§ THE TASK
Go through the lines below and copy any that hold the string "creating".

______________________________

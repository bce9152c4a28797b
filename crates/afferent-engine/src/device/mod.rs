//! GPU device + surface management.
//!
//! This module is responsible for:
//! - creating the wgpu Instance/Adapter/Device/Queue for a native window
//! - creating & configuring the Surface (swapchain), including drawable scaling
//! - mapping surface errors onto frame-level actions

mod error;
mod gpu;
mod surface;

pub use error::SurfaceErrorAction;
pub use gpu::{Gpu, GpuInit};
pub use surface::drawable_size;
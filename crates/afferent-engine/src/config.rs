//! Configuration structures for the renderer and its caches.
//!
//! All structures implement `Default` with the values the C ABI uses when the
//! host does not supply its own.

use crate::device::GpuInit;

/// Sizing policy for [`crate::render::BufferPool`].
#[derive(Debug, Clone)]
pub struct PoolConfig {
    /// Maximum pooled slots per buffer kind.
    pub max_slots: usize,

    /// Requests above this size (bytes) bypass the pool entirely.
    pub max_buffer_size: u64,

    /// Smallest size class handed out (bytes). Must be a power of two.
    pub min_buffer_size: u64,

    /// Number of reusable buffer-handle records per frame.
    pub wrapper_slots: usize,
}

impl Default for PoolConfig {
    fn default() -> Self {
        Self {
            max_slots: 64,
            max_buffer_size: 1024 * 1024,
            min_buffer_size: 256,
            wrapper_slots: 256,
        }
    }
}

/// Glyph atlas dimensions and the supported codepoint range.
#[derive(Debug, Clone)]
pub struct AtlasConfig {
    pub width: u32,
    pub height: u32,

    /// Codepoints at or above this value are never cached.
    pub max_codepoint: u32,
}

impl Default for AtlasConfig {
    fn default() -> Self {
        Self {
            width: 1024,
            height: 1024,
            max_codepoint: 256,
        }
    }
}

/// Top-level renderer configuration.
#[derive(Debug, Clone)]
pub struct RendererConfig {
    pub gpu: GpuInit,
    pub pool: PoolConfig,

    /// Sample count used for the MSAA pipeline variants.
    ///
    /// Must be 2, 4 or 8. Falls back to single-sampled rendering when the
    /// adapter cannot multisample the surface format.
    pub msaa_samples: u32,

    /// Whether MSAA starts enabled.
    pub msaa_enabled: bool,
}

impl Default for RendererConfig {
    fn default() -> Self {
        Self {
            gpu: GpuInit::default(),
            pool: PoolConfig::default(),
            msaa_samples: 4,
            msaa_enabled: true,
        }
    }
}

______________________________

§ RESPONSE TO THE TASK
//! - creating the wgpu Instance/Adapter/Device/Queue for a native window
//! - creating & configuring the Surface (swapchain), including drawable scaling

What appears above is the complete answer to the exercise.